Are Hoa Fees Tax-Deductible?

Due to a lack of deductible expenses, homeowners’ association (HOA) fees are not tax-deductible.

In general, HOA fees are not tax-deductible if the property is your primary residence. There are, however, certain exceptions to this rule.

Some of the HOA fees associated with an office you keep in your house and use for commercial purposes may be tax-deductible, though. This, however, is if you are your boss and work primarily at home. Depending on the size of your home office, a deduction is taken from your paycheck in this case. You can deduct 25 percent of your HOA costs if you utilize 25 percent of your house as an office.

Likewise, if you own and rent out your own property, the second exception is applicable. All of your HOA dues can be deductible from your taxable income. HOA fees are tax-deductible from your rental property expenses according to IRS regulations in this kinda situation.

Part of your HOA fees can also be tax-deductible in the case of a secondary residence, such as a home you live in a part of the year but rent out the rest of the year, This is if you qualify though. By taking into account how much of the year you actually spend in the house, you can reduce your annual price. So, you may be able to deduct HOA dues from your taxable income if, for example, you rent out the property for six months of the year.

However, you will need Schedule E forms to record HOA fees if you are eligible for a tax deduction. For rental properties, you can deduct up to $25,000 in HOA fees each year from your taxable income.


Being part of a planned community and subject to the restrictions of an HOA can be both a blessing and a curse. It gives you the opportunity to give up part of the responsibility for maintaining your house in exchange for the shared facilities and security that come with living in a community.
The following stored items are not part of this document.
//! Cache error taxonomy.
//!
//! Misses are not errors: lookups return `Option`. Corrupt entries never
//! leave the store; they are removed and reported as misses.

use std::path::PathBuf;
use std::time::Duration;

use thiserror::Error;

use crate::config::ConfigError;

use super::fingerprint::Fingerprint;

/// Errors surfaced by cache operations.
#[derive(Error, Debug)]
pub enum CacheError {
    #[error("cache size budget exceeded: need {needed} bytes, budget is {budget} bytes")]
    CapacityExceeded { needed: u64, budget: u64 },

    #[error("entry of {size} bytes exceeds the per-entry limit of {limit} bytes")]
    EntryTooLarge { size: u64, limit: u64 },

    #[error("I/O error at {path}: {source}")]
    Io {
        path: PathBuf,
        #[source]
        source: std::io::Error,
    },

    #[error("invalid cache configuration: {0}")]
    Config(#[from] ConfigError),

    #[error("failed to encode cache entry: {0}")]
    Serialize(#[from] serde_json::Error),

    #[error("expiry must be longer than zero")]
    InvalidExpiry,

    #[error("cache operation timed out after {0:?}")]
    Timeout(Duration),

    #[error("cache operation cancelled")]
    Cancelled,

    #[error("cache has been stopped")]
    Stopped,

    #[error("batch worker failed: {0}")]
    Worker(String),
}

impl CacheError {
    /// Attach a path to a raw I/O error.
    pub fn io(path: impl Into<PathBuf>, source: std::io::Error) -> Self {
        Self::Io {
            path: path.into(),
            source,
        }
    }

    /// Whether the error is a size-budget rejection the caller may
    /// ignore by proceeding without caching.
    pub fn is_capacity(&self) -> bool {
        matches!(self, Self::CapacityExceeded { .. } | Self::EntryTooLarge { .. })
    }
}

/// A per-item failure collected by [`super::ReviewCache::batch_set`].
#[derive(Error, Debug)]
#[error("failed to cache {fingerprint}: {source}")]
pub struct BatchSetError {
    pub fingerprint: Fingerprint,
    #[source]
    pub source: CacheError,
}

/// Convenience alias used throughout the cache modules.
pub type Result<T, E = CacheError> = std::result::Result<T, E>;
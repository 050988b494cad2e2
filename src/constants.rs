//! App-wide constants.
//!
//! Centralises the tool name, config paths, environment variable names,
//! and default cache limits so a rename only requires changing this file.

/// Display name of the tool (lowercase).
pub const APP_NAME: &str = "revcache";

/// Crate version, as reported by `revcache version`.
pub const VERSION: &str = env!("CARGO_PKG_VERSION");

/// Target triple the binary was built for.
pub const TARGET: &str = env!("TARGET");

/// Local config filename (e.g. `.revcache.toml` in the working directory).
pub const CONFIG_FILENAME: &str = ".revcache.toml";

/// Directory name under `~/.config/` and `~/.cache/`.
pub const CONFIG_DIR: &str = "revcache";

/// File extension of persisted entries.
pub const ENTRY_EXTENSION: &str = "json";

// ── Default limits ──────────────────────────────────────────────────

pub const DEFAULT_MEMORY_CAPACITY: usize = 100;
pub const DEFAULT_MAX_ENTRY_BYTES: u64 = 5 * 1024 * 1024;
pub const DEFAULT_MAX_TOTAL_BYTES: u64 = 100 * 1024 * 1024;
pub const DEFAULT_SHARD_COUNT: usize = 16;
pub const DEFAULT_SWEEP_INTERVAL_SECS: u64 = 60 * 60;
pub const DEFAULT_MAX_IDLE_SECS: u64 = 24 * 60 * 60;
pub const DEFAULT_BATCH_CONCURRENCY: usize = 10;
pub const DEFAULT_IO_TIMEOUT_SECS: u64 = 30;

/// TTL the CLI applies to `set` when none is given.
pub const DEFAULT_CLI_TTL_SECS: u64 = 24 * 60 * 60;

// ── Environment variable names ──────────────────────────────────────

pub const ENV_CACHE_DIR: &str = "REVCACHE_DIR";
pub const ENV_MAX_BYTES: &str = "REVCACHE_MAX_BYTES";
pub const ENV_MEMORY_CAPACITY: &str = "REVCACHE_MEMORY_CAPACITY";
pub const ENV_DISABLED: &str = "REVCACHE_DISABLED";
pub const ENV_LOG: &str = "REVCACHE_LOG";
Trade the average neighborhood’s variety for one that’s more uniform, but one that has less likelihood of you being bothered by your neighbors’ taste in decor or poor home maintenance habits.


What Is The Average Cost Of HOA Fees?

HOA rates vary widely depending on where you reside, the type of home you own, and the services provided by your HOA. A monthly HOA charge can be as low as $100 or as much as $1,000. They’ll usually cost between $200 and $300 each month

What are the things that your HOA fees don't cover?

Your HOA Fees will not cover your mortgage or your home; you will need to purchase your own insurance policy for these. Furthermore, the HOA fees will not cover the expenditures of maintaining or upgrading your own house.

What are the benefits of condo HOA fees?

Condo HOA fees cover the buildings that house condo units, as well as the common amenities that surround them, such as lobbies, patios, corridors, swimming pools, elevators, and recreational areas.

What Happens If I Don't Pay My Homeowners Association Fees?

There could be severe sanctions. You could land a fine or as well be taken to court by the HOA.  A lien can even be placed on your home. In some situations, the HOA may even foreclose on your home if you don’t pay your dues.